We're not quite talking about vast stretches BG but we'll extend you the poetic, if a little romantic, license.  We're talking about enough of a product to make us at least relevant to those skiers and riders who might not have moved through the sport to the level that you, most likely, have.  Decreasing glades isn't quite the net.  If you think that the addition of several new intermediate runs (and previously noted, after we've added a fair amount of new gladed/advanced terrain) does away with our 'market niche' as you refer to it, well, it isn't something I agree with and we'll leave it to the future to accurately judge on how close we were to right.  

Worth noting? It's also been said that there's no way we'd ever fill the new beds we've brought on, an ice rink or, gasp, an indoor waterpark. We're clearly not out of the woods, so to speak, but these forecasts aren't holding as much water anymore.  Not to say we'll make the right decisions on everything, we haven't and certainly won't, but through the first several innings of this, I'd say what we're putting on the field is pretty impressive and something we're proud of.  Spin notwithstanding of course.

sw





BenedictGomez said:


> Put me down as another person who is anti-Timbuktu monkeying (ski arounds) and other glade destruction.  I come to Jay Peak all the way from the NJ/NYC market, and it's not because of a water park.  Decreasing glades at Jay just gives skiers a reason to not drive almost to Canada for their hobby.
> 
> Yes, I "get" the fact that other skiers may prefer vast stretches of groomed intermediate terrain, but the definition of a market niche is that you stand out superlative above others in a given criteria.  For Jay Peak, that criteria is glades skiing.  Sounds to me like these changes just make Jay more "like everybody else", despite the marketing and/or planning spin.


----------



## dalecaluori (Nov 4, 2012)

I would have to agree with BenedictGomez and RiverCoil in saying that the Timbuktu Groomer is a bad idea. First off, intermediates won't care about one trail being added and it certainly won't make the difference in changing Jay's reputation as a place with not very many intermediate trails (which isn't entirely true in my opinion).

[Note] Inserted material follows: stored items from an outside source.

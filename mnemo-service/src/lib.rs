//! # mnemo memory service
//!
//! Multi-tenant long-term memory for autonomous agents. Clients persist typed
//! knowledge entries scoped to hierarchical contexts and retrieve them via
//! hybrid semantic + lexical search.
//!
//! ## Architecture
//!
//! ```text
//! http (tool endpoints)
//! ├── write      normalize -> hash -> embed -> store -> cache update
//! ├── search     cache probe -> embed -> hybrid query -> cache fill
//! ├── summarize  scope entries -> summary entry + derived_from links
//! ├── jobs       summarize / promote / prune (CLI or scheduler driven)
//! ├── hooks      fire-and-report gateway write entry points
//! └── preflight  "Known Context" assembly for task bootstrap
//! ```
//!
//! The durable store (Postgres) is authoritative; the Redis working set and
//! search cache are advisory and eventually consistent within one TTL window.

pub mod hooks;
pub mod http;
pub mod jobs;
pub mod preflight;
pub mod search;
pub mod state;
pub mod summarize;
pub mod write;

pub use state::AppState;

Here's what I suggest if it's worth anything:

- Add snowmaking to *Derrick Hot Shot *and make it a legitimate groomer trail - taking pressure off Haynes
- Add snowmaking to *Upper Milk Run *and make it a legitimate groomer trail - taking pressure off Northway

You could even consider grooming and snowmaking on UN and Kitzbuehl, that's a better idea than destroying Timbuktu!

Grooming JFK and CanAm everyday as you do and adding snowmaking to Alligator Alley have helped make Jay more intermediate-friendly over the years. I think these steps go a long way.

Jay does groom a lot of trails and they groom well. Yes, the Goat Run can be bad, but every mountain has a disaster spot. 

I think part of the problem with Jay with respect to intermediates is that they don't advertise the good grooming that they do. They are quick to say that they have better snow than everyone, but when the snow is low they never say that their grooming is very good also. And now they are about to make a colossal mistake in destroying what's made them so great in order to cater to people who don't even come to the mountain.

Work with what is already there and don't destroy what's made you great! The glades.


----------



## riverc0il (Nov 4, 2012)

I gotta disagree on props to Jay for good grooming. Though it isn't their fault. Even if they groom a trail well, the wind is going to do what the wind is going to do. It ain't just the Goat that is usually awful. Jay just doesn't have a lot of good cruising terrain. And the limited amount that it does is wind prone and receives a LOT of traffic since there are so few options.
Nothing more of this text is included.